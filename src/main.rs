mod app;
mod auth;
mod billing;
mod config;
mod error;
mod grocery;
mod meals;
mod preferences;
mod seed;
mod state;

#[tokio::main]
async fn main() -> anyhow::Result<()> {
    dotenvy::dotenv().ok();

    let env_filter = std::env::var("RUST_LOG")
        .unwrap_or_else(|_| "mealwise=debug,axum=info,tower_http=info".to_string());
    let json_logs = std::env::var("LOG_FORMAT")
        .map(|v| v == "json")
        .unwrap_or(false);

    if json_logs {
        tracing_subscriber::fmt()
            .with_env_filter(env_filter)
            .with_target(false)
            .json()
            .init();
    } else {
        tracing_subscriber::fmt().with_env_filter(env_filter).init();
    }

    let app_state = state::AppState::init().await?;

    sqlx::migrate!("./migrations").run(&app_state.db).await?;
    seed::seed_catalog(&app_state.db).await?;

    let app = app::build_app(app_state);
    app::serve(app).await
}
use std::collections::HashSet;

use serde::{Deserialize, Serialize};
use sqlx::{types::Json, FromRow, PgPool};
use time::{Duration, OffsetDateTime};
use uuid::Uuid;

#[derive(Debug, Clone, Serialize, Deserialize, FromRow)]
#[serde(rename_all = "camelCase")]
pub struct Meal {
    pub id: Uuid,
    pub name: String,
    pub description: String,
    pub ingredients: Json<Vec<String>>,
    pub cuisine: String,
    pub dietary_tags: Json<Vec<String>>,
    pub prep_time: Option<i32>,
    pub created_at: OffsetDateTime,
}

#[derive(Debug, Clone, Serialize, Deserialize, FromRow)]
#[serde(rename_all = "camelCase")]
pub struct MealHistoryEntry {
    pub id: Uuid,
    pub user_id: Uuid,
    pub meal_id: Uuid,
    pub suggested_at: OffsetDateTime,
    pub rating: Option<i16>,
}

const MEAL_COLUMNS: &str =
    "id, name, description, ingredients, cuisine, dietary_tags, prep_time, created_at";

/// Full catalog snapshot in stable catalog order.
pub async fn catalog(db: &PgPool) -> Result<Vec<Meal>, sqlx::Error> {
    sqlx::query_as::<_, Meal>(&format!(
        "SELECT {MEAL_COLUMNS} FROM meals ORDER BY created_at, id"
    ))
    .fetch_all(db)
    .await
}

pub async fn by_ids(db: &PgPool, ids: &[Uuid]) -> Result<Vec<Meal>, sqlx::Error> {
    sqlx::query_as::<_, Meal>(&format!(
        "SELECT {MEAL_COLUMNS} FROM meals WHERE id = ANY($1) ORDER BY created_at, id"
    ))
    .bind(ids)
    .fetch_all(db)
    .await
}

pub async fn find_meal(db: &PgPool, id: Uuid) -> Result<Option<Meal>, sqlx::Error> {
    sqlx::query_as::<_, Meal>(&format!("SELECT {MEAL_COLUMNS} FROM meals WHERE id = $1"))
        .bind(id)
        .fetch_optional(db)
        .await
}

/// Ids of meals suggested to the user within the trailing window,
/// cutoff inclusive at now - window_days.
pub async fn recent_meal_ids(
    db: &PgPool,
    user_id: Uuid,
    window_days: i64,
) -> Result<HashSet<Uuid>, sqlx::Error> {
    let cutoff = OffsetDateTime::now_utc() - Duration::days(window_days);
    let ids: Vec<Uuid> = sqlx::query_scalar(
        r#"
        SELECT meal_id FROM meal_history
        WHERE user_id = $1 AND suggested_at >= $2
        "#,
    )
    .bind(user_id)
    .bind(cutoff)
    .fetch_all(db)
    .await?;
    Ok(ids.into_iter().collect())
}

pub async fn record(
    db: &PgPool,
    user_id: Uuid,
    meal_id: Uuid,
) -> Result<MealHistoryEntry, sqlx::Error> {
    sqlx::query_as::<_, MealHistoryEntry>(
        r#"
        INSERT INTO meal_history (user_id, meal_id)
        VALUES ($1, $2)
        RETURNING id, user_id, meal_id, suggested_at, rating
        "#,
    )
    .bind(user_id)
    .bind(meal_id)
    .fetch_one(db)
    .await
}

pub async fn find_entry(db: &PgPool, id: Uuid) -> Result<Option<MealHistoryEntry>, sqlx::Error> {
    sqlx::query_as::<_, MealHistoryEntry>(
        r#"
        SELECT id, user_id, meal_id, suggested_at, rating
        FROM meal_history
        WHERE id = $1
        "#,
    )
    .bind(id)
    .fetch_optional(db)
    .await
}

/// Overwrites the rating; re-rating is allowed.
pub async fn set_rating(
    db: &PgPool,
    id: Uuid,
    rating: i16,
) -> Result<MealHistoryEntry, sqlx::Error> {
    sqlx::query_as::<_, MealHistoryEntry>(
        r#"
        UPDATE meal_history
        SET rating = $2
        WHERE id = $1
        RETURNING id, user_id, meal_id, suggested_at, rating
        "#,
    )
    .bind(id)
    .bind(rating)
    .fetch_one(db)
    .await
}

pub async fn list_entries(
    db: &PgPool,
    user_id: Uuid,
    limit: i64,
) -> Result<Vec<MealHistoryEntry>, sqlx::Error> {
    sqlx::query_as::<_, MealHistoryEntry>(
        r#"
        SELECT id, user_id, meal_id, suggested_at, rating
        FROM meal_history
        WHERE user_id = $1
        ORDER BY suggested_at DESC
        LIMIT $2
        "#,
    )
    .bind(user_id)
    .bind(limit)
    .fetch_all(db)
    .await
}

────────────────────

» **What to work on**: Go over the listing above and copy out each line that includes "OffsetDateTime".

» **Answer below**:
use time::{Duration, OffsetDateTime};
    pub created_at: OffsetDateTime,
    pub suggested_at: OffsetDateTime,
    let cutoff = OffsetDateTime::now_utc() - Duration::days(window_days);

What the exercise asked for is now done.